▶ [Exercise instructions]: Scan the lines below for the word "SnapshotMetadata". Copy each line you find it in.

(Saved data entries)
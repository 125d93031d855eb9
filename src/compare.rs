use std::collections::BTreeSet;

use serde::{Deserialize, Serialize};

use crate::model::Snapshot;

#[derive(Clone, Debug, PartialEq, Eq, Serialize, Deserialize)]
pub struct SnapshotSide {
    pub file: String,
    pub version: String,
    pub timestamp: String,
    pub total_metrics: usize,
}

#[derive(Clone, Debug, PartialEq, Eq, Serialize, Deserialize)]
pub struct ComparisonSummary {
    pub common_metrics: usize,
    pub unique_to_a: usize,
    pub unique_to_b: usize,
}

#[derive(Clone, Debug, PartialEq, Eq, Serialize, Deserialize)]
pub struct ComparisonHeader {
    pub snapshot_a: SnapshotSide,
    pub snapshot_b: SnapshotSide,
    pub summary: ComparisonSummary,
}

/// Difference between the metric-name sets of two snapshots.
#[derive(Clone, Debug, PartialEq, Eq, Serialize, Deserialize)]
pub struct Comparison {
    pub comparison: ComparisonHeader,
    pub common_metrics: Vec<String>,
    pub unique_to_snapshot_a: Vec<String>,
    pub unique_to_snapshot_b: Vec<String>,
}

/// A snapshot together with the file name it was read from.
#[derive(Clone, Debug)]
pub struct NamedSnapshot {
    pub file: String,
    pub snapshot: Snapshot,
}

pub fn compare_snapshots(a: &NamedSnapshot, b: &NamedSnapshot) -> Comparison {
    let set_a: BTreeSet<&str> = a.snapshot.metrics.iter().map(String::as_str).collect();
    let set_b: BTreeSet<&str> = b.snapshot.metrics.iter().map(String::as_str).collect();

    let common: Vec<String> = set_a.intersection(&set_b).map(|s| s.to_string()).collect();
    let only_a: Vec<String> = set_a.difference(&set_b).map(|s| s.to_string()).collect();
    let only_b: Vec<String> = set_b.difference(&set_a).map(|s| s.to_string()).collect();

    let side = |named: &NamedSnapshot, total: usize| SnapshotSide {
        file: named.file.clone(),
        version: named.snapshot.platform_version().to_string(),
        timestamp: named.snapshot.timestamp().to_string(),
        total_metrics: total,
    };

    Comparison {
        comparison: ComparisonHeader {
            snapshot_a: side(a, set_a.len()),
            snapshot_b: side(b, set_b.len()),
            summary: ComparisonSummary {
                common_metrics: common.len(),
                unique_to_a: only_a.len(),
                unique_to_b: only_b.len(),
            },
        },
        common_metrics: common,
        unique_to_snapshot_a: only_a,
        unique_to_snapshot_b: only_b,
    }
}

#[cfg(test)]
mod tests {
    use super::*;
    use crate::model::SnapshotMetadata;

    fn named(file: &str, version: Option<&str>, metrics: &[&str]) -> NamedSnapshot {
        NamedSnapshot {
            file: file.to_string(),
            snapshot: Snapshot {
                metadata: SnapshotMetadata {
                    platform_version: version.map(str::to_string),
                    timestamp: Some("2026-10-18T09:12:44Z".to_string()),
                    ..Default::default()
                },
                metrics: metrics.iter().map(|m| m.to_string()).collect(),
            },
        }
    }

    #[test]
    fn splits_common_and_unique() {
        let a = named("a.yaml", Some("v0.64.0"), &["up", "old_metric", "kube_pod_info"]);
        let b = named("b.yaml", Some("v0.65.0"), &["kube_pod_info", "new_metric", "up"]);
        let cmp = compare_snapshots(&a, &b);

        assert_eq!(cmp.common_metrics, vec!["kube_pod_info", "up"]);
        assert_eq!(cmp.unique_to_snapshot_a, vec!["old_metric"]);
        assert_eq!(cmp.unique_to_snapshot_b, vec!["new_metric"]);
        assert_eq!(
            cmp.comparison.summary,
            ComparisonSummary {
                common_metrics: 2,
                unique_to_a: 1,
                unique_to_b: 1,
            }
        );
        assert_eq!(cmp.comparison.snapshot_a.version, "v0.64.0");
        assert_eq!(cmp.comparison.snapshot_b.file, "b.yaml");
    }

    #[test]
    fn self_comparison_has_no_unique_metrics() {
        let a = named("a.yaml", None, &["b", "a", "a"]);
        let cmp = compare_snapshots(&a, &a);
        assert!(cmp.unique_to_snapshot_a.is_empty());
        assert!(cmp.unique_to_snapshot_b.is_empty());
        assert_eq!(cmp.comparison.snapshot_a.total_metrics, 2);
        assert_eq!(cmp.comparison.snapshot_a.version, "unknown");
    }

    #[test]
    fn json_shape_matches_report_contract() {
        let a = named("a.yaml", Some("v1"), &["x"]);
        let b = named("b.yaml", Some("v2"), &["y"]);
        let value = serde_json::to_value(compare_snapshots(&a, &b)).expect("to json");

        assert_eq!(value["comparison"]["snapshot_a"]["file"], "a.yaml");
        assert_eq!(value["comparison"]["snapshot_b"]["total_metrics"], 1);
        assert_eq!(value["comparison"]["summary"]["unique_to_b"], 1);
        assert_eq!(value["common_metrics"], serde_json::json!([]));
        assert_eq!(value["unique_to_snapshot_a"], serde_json::json!(["x"]));
        assert_eq!(value["unique_to_snapshot_b"], serde_json::json!(["y"]));
    }
}
//! Result of a scored guess

use strum::Display;

/// Direction of a guess relative to the target.
#[derive(Debug, Clone, Copy, PartialEq, Eq, Display)]
pub enum Verdict {
    #[strum(to_string = "Too Low!")]
    TooLow,
    #[strum(to_string = "Too High!")]
    TooHigh,
    #[strum(to_string = "Correct!")]
    Correct,
}

impl Verdict {
    /// Classify `guess` against `target`.
    pub fn of(guess: i64, target: u32) -> Self {
        let target = i64::from(target);
        if guess == target {
            Verdict::Correct
        } else if guess > target {
            Verdict::TooHigh
        } else {
            Verdict::TooLow
        }
    }
}

/// Everything the UI needs to render after a scored guess.
#[derive(Debug, Clone, Copy, PartialEq, Eq)]
pub struct GuessOutcome {
    pub verdict: Verdict,
    /// 0-100 proximity score, 100 only for the exact target
    pub closeness_percent: u8,
    /// Attempts left after this guess
    pub attempts_remaining: u32,
    pub round_over: bool,
    /// Only meaningful when `round_over` is set
    pub won: bool,
}

impl GuessOutcome {
    /// Round ended without finding the target.
    pub fn is_lost(&self) -> bool {
        self.round_over && !self.won
    }
}

/// Proximity score of `guess` to `target` on the range `1..=range_max`.
///
/// `max(0, 100 - |guess - target| * 100 / max(1, range_max - 1))` with
/// integer division. The distance is never negative, so flooring and
/// truncating division agree.
pub fn closeness_percent(guess: i64, target: u32, range_max: u32) -> u8 {
    let diff = guess.abs_diff(i64::from(target));
    let max_diff = u64::from(range_max.saturating_sub(1).max(1));
    let penalty = diff.saturating_mul(100) / max_diff;
    100u64.saturating_sub(penalty) as u8
}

▶ [Answer space]:
    use crate::model::SnapshotMetadata;
                metadata: SnapshotMetadata {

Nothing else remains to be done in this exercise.